Can Haiti’s Peanut Value Chain Survive US Generosity?

Marie Carmel Lindor, who has a market stall in Kenscoff, in the mountains above Port-au-Prince. Marketing peanuts and other farm produce provides a livelihood to many Haitian women like Ms. Lindor. Credit: Diana Hernandez Cordero/Oxfam GB.

May 05, 2020

The following post is a guest submission from Marc J. Cohen and Tonny Joseph. 

Breakfast in Haiti typically includes manba, the local peanut butter. Unlike the smooth or chunky product found in the United States, it frequently includes a kick from chili peppers!

Haitian peanut butter stands out in another way. In a country where 60% of the food supply—and 80% or more of the rice—comes from abroad, most of the manba is processed locally from Haitian-grown peanuts. Though few Haitian farmers make their living entirely from peanuts, they represent an important income stream, particularly as they can resist the punishing droughts that Haiti has faced over the past few years. For low-income rural women, earnings from artisanal processing of peanut butter and peanut brittle, and from selling unshelled peanuts or peanut-based candy and pastry, mean a degree of economic empowerment and the ability to contribute to family expenses such as school fees and healthcare costs, as well as food.

Two US NGOs, Meds & Food for Kids (MFK) and Partners in Health, work with Haitian farmers to obtain peanuts used to produce ready-to-use foods for treating acutely malnourished children. MFK calls its product “medika manba.”  

The US government has provided substantial support to Haiti’s peanut production. Through the Feed the Future Initiative and other channels, US aid has helped boost Haitian peanut growers’ productivity and assisted them in harvesting goobers free from aflatoxin, a carcinogenic mold that is a major problem affecting Haitian peanuts.

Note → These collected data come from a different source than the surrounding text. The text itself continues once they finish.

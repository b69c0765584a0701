//! Deferred mission advance.
//!
//! When a sequential mission is achieved the cursor does not move at once:
//! the renderer gets a celebration window first. The advance is modelled as
//! an explicit, cancellable deferred action. Its presence is the single
//! in-flight lock for sequential evaluation, so the lock can never outlive
//! the action it guards.

use tracing::debug;

/// A scheduled cursor advance.
#[derive(Debug, Clone, Copy, PartialEq, Eq)]
pub struct PendingTransition {
    /// Cursor value of the achieved mission.
    pub mission_index: usize,
    pub due_at_ms: u64,
}

/// Emitted when a pending transition completes.
#[derive(Debug, Clone, Copy, PartialEq, Eq)]
pub struct CompletedTransition {
    pub mission_index: usize,
}

/// Single-flight scheduler for mission transitions.
#[derive(Debug, Clone, Default)]
pub struct MissionTransition {
    pending: Option<PendingTransition>,
}

impl MissionTransition {
    pub fn new() -> Self {
        Self::default()
    }

    /// Schedule an advance `delay_ms` from `now_ms`.
    ///
    /// Returns false without changing anything if one is already pending.
    pub fn schedule(&mut self, mission_index: usize, now_ms: u64, delay_ms: u64) -> bool {
        if self.pending.is_some() {
            return false;
        }
        let due_at_ms = now_ms.saturating_add(delay_ms);
        debug!(mission_index, due_at_ms, "mission transition scheduled");
        self.pending = Some(PendingTransition {
            mission_index,
            due_at_ms,
        });
        true
    }

    /// Complete the pending transition if it is due.
    pub fn poll(&mut self, now_ms: u64) -> Option<CompletedTransition> {
        match self.pending {
            Some(pending) if now_ms >= pending.due_at_ms => self.settle(),
            _ => None,
        }
    }

    /// Complete the pending transition now, regardless of its due time.
    pub fn settle(&mut self) -> Option<CompletedTransition> {
        self.pending.take().map(|pending| CompletedTransition {
            mission_index: pending.mission_index,
        })
    }

    /// Drop the pending transition without completing it.
    pub fn cancel(&mut self) {
        if let Some(pending) = self.pending.take() {
            debug!(mission_index = pending.mission_index, "mission transition cancelled");
        }
    }

    pub fn is_pending(&self) -> bool {
        self.pending.is_some()
    }

    pub fn pending(&self) -> Option<PendingTransition> {
        self.pending
    }
}

#[cfg(test)]
mod tests {
    use super::*;

    #[test]
    fn test_poll_before_due_keeps_pending() {
        let mut transition = MissionTransition::new();
        assert!(transition.schedule(0, 1_000, 1_500));
        assert_eq!(transition.poll(2_499), None);
        assert!(transition.is_pending());
    }

    #[test]
    fn test_poll_at_due_completes() {
        let mut transition = MissionTransition::new();
        transition.schedule(2, 1_000, 1_500);
        assert_eq!(
            transition.poll(2_500),
            Some(CompletedTransition { mission_index: 2 })
        );
        assert!(!transition.is_pending());
        assert_eq!(transition.poll(10_000), None);
    }

    #[test]
    fn test_second_schedule_is_rejected() {
        let mut transition = MissionTransition::new();
        assert!(transition.schedule(0, 0, 1_500));
        assert!(!transition.schedule(1, 100, 1_500));
        assert_eq!(
            transition.pending(),
            Some(PendingTransition {
                mission_index: 0,
                due_at_ms: 1_500
            })
        );
    }

    #[test]
    fn test_cancel_releases_lock() {
        let mut transition = MissionTransition::new();
        transition.schedule(0, 0, 1_500);
        transition.cancel();
        assert!(!transition.is_pending());
        assert_eq!(transition.poll(5_000), None);
    }

    #[test]
    fn test_settle_completes_early() {
        let mut transition = MissionTransition::new();
        transition.schedule(3, 0, 1_500);
        assert_eq!(
            transition.settle(),
            Some(CompletedTransition { mission_index: 3 })
        );
        assert!(!transition.is_pending());
    }
}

So far, this sounds like a pretty positive story. But things took a nasty turn in 2016. In March of that year, the US Department of Agriculture announced what it called a “humanitarian” donation of 500 metric tons of dry roasted US peanuts to provide snacks for 140,000 malnourished school children. For many Haitians and international advocacy groups following development issues in Haiti, this looked like surplus dumping, or, worse, an effort to pry open the Haitian peanut market at the expense of thousands of local low-income producers, processors, and traders.  

As a new report by PAPDA (the Haitian Advocacy Platform for Alternative Development) and Oxfam shows, this perfectly illustrates the clash between two kinds of agriculture: small-scale farming of arid lands, subject to neoliberal policies and deprived of technical and financial support, and overdeveloped agriculture with cutting edge technology and trade protection for farmers. In the United States, 6,500 prosperous and politically well-organized peanut producers receive annual subsidies of $900 million in an exercise some observers have rightly called “naked rent seeking.” In Haiti 35,000 impoverished farmers receive no government support, generally lack organizations to represent their interests, and have only limited ability to access improved seeds, fertilizer, irrigation water, or herbicides to control aflatoxin.

US peanut farmers receive much more generous subsidies than those who grow other government-supported commodities, and the government agrees to acquire their crop if the market price falls below a certain level. Even mainstream economists call these perverse incentives for overproduction “nuts.” The storage costs have led to pressures from Congress and other quarters to move the surpluses overseas as either exports or food aid. The United States is now the world’s third largest peanut exporter.

For many Haitian farmers and advocacy groups, the donation seemed like just the latest chapter in a long history of US domination of Haitian food markets. This has included US-sponsored efforts to eradicate the Haitian pig population as a preemptive strike against African Swine Fever and the US dominance of Haiti’s rice market that followed the removal of import subsidies in 1995.

Also, the 500 tons of peanuts threatened to undermine a decade of US efforts to support Haitian peanut growers. The inconsistency between US agricultural trade policy on the one hand and agricultural assistance on the other called into question the effectiveness of US aid, going against the principle known as “policy coherence for development,” which holds that donor-country policies should mutually reinforce one another in promoting development.

The PAPDA-Oxfam report recommends that the Haitian government provide significant support to the peanut value chain. It also encourages the United States and other donor-country governments to continue providing aid to Haitian peanut production, while avoiding agricultural trade policies that undermine such assistance. The paper concludes by noting that the peanut value chain in Haiti is worthy of support as it represents a reliable economic, cultural, and nutritional pillar of Haitian society.

Last week, on May 1, Haitians celebrated their annual Agriculture and Labor Day holiday. Amidst the very difficult economic, political, and social conditions Haiti is facing, now vastly complicated by the effects of the coronavirus, it would be wonderful if the country could celebrate by exercising sovereignty over this one piece of its food and agriculture system.

Marc J. Cohen is a senior researcher at Oxfam, based in Washington, DC. Tonny Joseph is a Haitian political scientist and consultant based in Pétion Ville, Haiti. They co-authored the recent PAPDA-Oxfam report with PAPDA colleagues.